Another thing I’ve often wondered is why nobody has ever bought the rights to turn it into a blockbuster film or TV show. I mean, it has action, mystery, horror and intrigue in abundance. It’s quite startlingly entertaining and surely something which would make a truly excellent movie or mini-series. It seems to me like there’s ‘gold in them thar hills’ but nobody wants to actually dig up the obvious fortune. Another mystery. At least to me.
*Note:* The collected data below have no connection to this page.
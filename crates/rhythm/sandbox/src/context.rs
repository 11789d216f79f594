//! Per-session state shared between the controller and capability functions.

use std::sync::{Arc, Mutex, MutexGuard, PoisonError};
use std::time::{Duration, Instant};

use rhythm_types::{ErrorReport, KindredMap, PostId};
use serde_json::{Map, Value};
use tracing::warn;

/// Outcome of one `main(post)` call.
#[derive(Clone, Copy, Debug, PartialEq)]
pub enum Decision {
    /// The Rhythm neither scored nor skipped the post.
    Pending,
    Scored(f64),
    Skipped,
}

impl Decision {
    pub fn score(&self) -> Option<f64> {
        match self {
            Decision::Scored(score) => Some(*score),
            _ => None,
        }
    }
}

/// Fetch parameters a Rhythm may declare before the posts are fetched.
#[derive(Clone, Debug, Default, PartialEq)]
pub struct FetchSettings {
    pub qty: Option<usize>,
    /// Set once `set_time_window` has been called. The declared bounds then
    /// replace the request's window as a pair, with `None` meaning open.
    pub window_declared: bool,
    pub from_ts: Option<i64>,
    pub to_ts: Option<i64>,
    pub search_phrase: Option<String>,
    pub search_title: bool,
    pub search_other_fields: bool,
    pub with_content: bool,
    locked: bool,
}

impl FetchSettings {
    pub fn is_locked(&self) -> bool {
        self.locked
    }
}

#[derive(Debug)]
struct ItemState {
    post_id: Option<PostId>,
    decision: Decision,
}

/// State one Rhythm run shares with its capability functions.
///
/// Constructed fresh for every sort request.
#[derive(Debug)]
pub struct RhythmContext {
    kindred: Arc<KindredMap>,
    client_params: Map<String, Value>,
    settings: Mutex<FetchSettings>,
    item: Mutex<ItemState>,
    fault: Mutex<Option<ErrorReport>>,
    deadline: Mutex<Option<Instant>>,
}

pub(crate) fn lock<T>(mutex: &Mutex<T>) -> MutexGuard<'_, T> {
    mutex.lock().unwrap_or_else(PoisonError::into_inner)
}

impl RhythmContext {
    pub fn new(kindred: Arc<KindredMap>, client_params: Map<String, Value>) -> Arc<Self> {
        Arc::new(Self {
            kindred,
            client_params,
            settings: Mutex::new(FetchSettings::default()),
            item: Mutex::new(ItemState {
                post_id: None,
                decision: Decision::Pending,
            }),
            fault: Mutex::new(None),
            deadline: Mutex::new(None),
        })
    }

    pub fn kindred(&self) -> &KindredMap {
        &self.kindred
    }

    pub fn client_param(&self, name: &str) -> Option<&Value> {
        self.client_params.get(name)
    }

    /// Snapshot the declared settings and freeze them.
    ///
    /// Called once, right before the post fetch fires.
    pub fn lock_settings(&self) -> FetchSettings {
        let mut settings = lock(&self.settings);
        settings.locked = true;
        settings.clone()
    }

    /// Apply `update` unless the fetch has already fired.
    pub(crate) fn update_settings(&self, setter: &str, update: impl FnOnce(&mut FetchSettings)) {
        let mut settings = lock(&self.settings);
        if settings.locked {
            warn!(setter, "Fetch settings changed after posts were fetched, ignoring");
            return;
        }
        update(&mut settings);
    }

    pub fn settings(&self) -> FetchSettings {
        lock(&self.settings).clone()
    }

    /// Open the decision slot for `post_id`.
    pub fn begin_item(&self, post_id: PostId) {
        let mut item = lock(&self.item);
        item.post_id = Some(post_id);
        item.decision = Decision::Pending;
    }

    /// Close the decision slot and return what the Rhythm decided.
    pub fn end_item(&self) -> Decision {
        let mut item = lock(&self.item);
        item.post_id = None;
        std::mem::replace(&mut item.decision, Decision::Pending)
    }

    pub fn current_post(&self) -> Option<PostId> {
        lock(&self.item).post_id
    }

    /// Record a decision for the open post. First decision wins.
    ///
    /// Returns `false` when no post is open.
    pub(crate) fn decide(&self, decision: Decision) -> bool {
        let mut item = lock(&self.item);
        let Some(post_id) = item.post_id else {
            return false;
        };
        if item.decision != Decision::Pending {
            warn!(post_id, previous = ?item.decision, ignored = ?decision, "Repeated decision for post, keeping the first");
            return true;
        }
        item.decision = decision;
        true
    }

    pub(crate) fn record_fault(&self, report: ErrorReport) {
        *lock(&self.fault) = Some(report);
    }

    pub(crate) fn take_fault(&self) -> Option<ErrorReport> {
        lock(&self.fault).take()
    }

    /// Arm the per-call time budget.
    pub fn arm_deadline(&self, budget: Duration) {
        *lock(&self.deadline) = Some(Instant::now() + budget);
    }

    pub fn disarm_deadline(&self) {
        *lock(&self.deadline) = None;
    }

    pub(crate) fn deadline_passed(&self) -> bool {
        lock(&self.deadline).map_or(false, |deadline| Instant::now() >= deadline)
    }
}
And with that, I’ll say farewell to Lamia for a while. I don’t know why the mythical/historical character has not been used more often in TV or film in general either but, maybe people will start to take notice of her again at some point. Either way, there are still a fair few second hand copies of the novel available in various formats for very cheap prices on the likes of Amazon at the moment. If you read just one 1980s horror novel in your life, make it Lamia, would be my advice.